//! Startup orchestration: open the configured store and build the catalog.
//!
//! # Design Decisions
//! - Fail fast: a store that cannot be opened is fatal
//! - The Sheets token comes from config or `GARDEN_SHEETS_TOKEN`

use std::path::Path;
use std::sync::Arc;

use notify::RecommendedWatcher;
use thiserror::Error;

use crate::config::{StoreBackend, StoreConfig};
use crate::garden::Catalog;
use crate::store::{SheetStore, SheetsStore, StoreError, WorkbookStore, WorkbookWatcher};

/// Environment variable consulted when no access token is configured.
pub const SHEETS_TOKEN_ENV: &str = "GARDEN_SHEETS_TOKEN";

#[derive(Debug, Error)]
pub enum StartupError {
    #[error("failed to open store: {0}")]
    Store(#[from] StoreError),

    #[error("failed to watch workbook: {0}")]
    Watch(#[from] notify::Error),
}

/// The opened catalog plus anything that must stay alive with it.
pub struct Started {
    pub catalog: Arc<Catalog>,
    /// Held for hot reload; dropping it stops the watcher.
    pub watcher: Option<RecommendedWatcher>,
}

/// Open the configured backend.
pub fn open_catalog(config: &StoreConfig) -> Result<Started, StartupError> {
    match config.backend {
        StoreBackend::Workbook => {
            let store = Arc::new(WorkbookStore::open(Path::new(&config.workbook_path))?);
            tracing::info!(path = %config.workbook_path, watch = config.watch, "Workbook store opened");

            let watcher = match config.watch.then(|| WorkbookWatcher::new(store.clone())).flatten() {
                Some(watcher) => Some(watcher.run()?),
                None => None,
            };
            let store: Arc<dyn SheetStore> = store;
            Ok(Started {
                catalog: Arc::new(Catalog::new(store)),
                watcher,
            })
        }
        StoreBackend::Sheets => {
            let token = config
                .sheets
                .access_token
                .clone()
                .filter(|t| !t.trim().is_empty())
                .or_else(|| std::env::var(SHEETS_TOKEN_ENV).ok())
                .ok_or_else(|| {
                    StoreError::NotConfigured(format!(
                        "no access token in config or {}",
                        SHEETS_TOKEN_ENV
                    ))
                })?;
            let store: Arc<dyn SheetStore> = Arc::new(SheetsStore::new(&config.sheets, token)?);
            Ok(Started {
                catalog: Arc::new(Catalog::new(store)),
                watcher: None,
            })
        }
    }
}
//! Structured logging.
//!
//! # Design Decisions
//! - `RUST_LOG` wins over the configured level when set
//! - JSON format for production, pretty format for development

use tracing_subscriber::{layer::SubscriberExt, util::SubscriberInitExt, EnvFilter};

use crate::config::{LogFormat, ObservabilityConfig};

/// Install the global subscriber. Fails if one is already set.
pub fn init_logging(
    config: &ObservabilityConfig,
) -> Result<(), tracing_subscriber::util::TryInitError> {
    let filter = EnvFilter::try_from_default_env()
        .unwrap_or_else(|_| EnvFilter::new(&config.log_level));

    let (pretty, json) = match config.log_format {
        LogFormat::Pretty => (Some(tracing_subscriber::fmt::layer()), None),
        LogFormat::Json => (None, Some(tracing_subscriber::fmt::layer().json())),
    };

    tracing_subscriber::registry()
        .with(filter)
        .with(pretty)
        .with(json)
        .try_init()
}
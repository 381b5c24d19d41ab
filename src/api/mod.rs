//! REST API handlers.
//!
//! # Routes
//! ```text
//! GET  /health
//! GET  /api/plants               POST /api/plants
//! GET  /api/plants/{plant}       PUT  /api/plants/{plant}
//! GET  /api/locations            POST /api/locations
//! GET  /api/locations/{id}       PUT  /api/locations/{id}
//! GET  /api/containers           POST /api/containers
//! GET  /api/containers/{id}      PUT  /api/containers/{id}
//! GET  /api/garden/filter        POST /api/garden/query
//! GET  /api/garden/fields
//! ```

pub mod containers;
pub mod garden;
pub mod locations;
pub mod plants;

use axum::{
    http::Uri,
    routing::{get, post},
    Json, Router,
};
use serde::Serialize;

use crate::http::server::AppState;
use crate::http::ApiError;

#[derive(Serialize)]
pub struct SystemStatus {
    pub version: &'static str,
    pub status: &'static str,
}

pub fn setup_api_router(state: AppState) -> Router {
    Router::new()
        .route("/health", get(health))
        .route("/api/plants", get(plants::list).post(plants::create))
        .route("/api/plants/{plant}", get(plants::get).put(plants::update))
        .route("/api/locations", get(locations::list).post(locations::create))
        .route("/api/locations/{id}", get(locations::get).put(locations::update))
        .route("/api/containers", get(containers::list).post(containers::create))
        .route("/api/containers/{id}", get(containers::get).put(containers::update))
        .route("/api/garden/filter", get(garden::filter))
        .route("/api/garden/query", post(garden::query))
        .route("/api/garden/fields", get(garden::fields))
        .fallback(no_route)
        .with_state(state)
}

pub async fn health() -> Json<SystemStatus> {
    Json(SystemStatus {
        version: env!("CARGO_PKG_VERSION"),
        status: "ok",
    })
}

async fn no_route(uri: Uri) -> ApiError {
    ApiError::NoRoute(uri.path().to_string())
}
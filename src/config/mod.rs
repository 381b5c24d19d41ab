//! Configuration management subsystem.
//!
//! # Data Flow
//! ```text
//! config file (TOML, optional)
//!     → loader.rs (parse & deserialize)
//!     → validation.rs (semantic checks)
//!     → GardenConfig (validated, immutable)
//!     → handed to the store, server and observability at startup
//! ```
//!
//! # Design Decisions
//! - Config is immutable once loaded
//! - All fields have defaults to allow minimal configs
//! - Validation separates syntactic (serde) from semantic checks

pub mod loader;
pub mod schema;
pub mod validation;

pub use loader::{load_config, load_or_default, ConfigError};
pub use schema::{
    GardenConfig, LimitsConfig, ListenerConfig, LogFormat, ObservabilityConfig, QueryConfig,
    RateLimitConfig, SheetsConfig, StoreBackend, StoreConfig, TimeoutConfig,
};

= What is being asked =
Begin with the first line of the listing and copy exactly through the line that contains "token is configured.", please, keeping both ends and leaving out everything after.

= Your response =
//! Startup orchestration: open the configured store and build the catalog.
//!
//! # Design Decisions
//! - Fail fast: a store that cannot be opened is fatal
//! - The Sheets token comes from config or `GARDEN_SHEETS_TOKEN`

use std::path::Path;
use std::sync::Arc;

use notify::RecommendedWatcher;
use thiserror::Error;

use crate::config::{StoreBackend, StoreConfig};
use crate::garden::Catalog;
use crate::store::{SheetStore, SheetsStore, StoreError, WorkbookStore, WorkbookWatcher};

/// Environment variable consulted when no access token is configured.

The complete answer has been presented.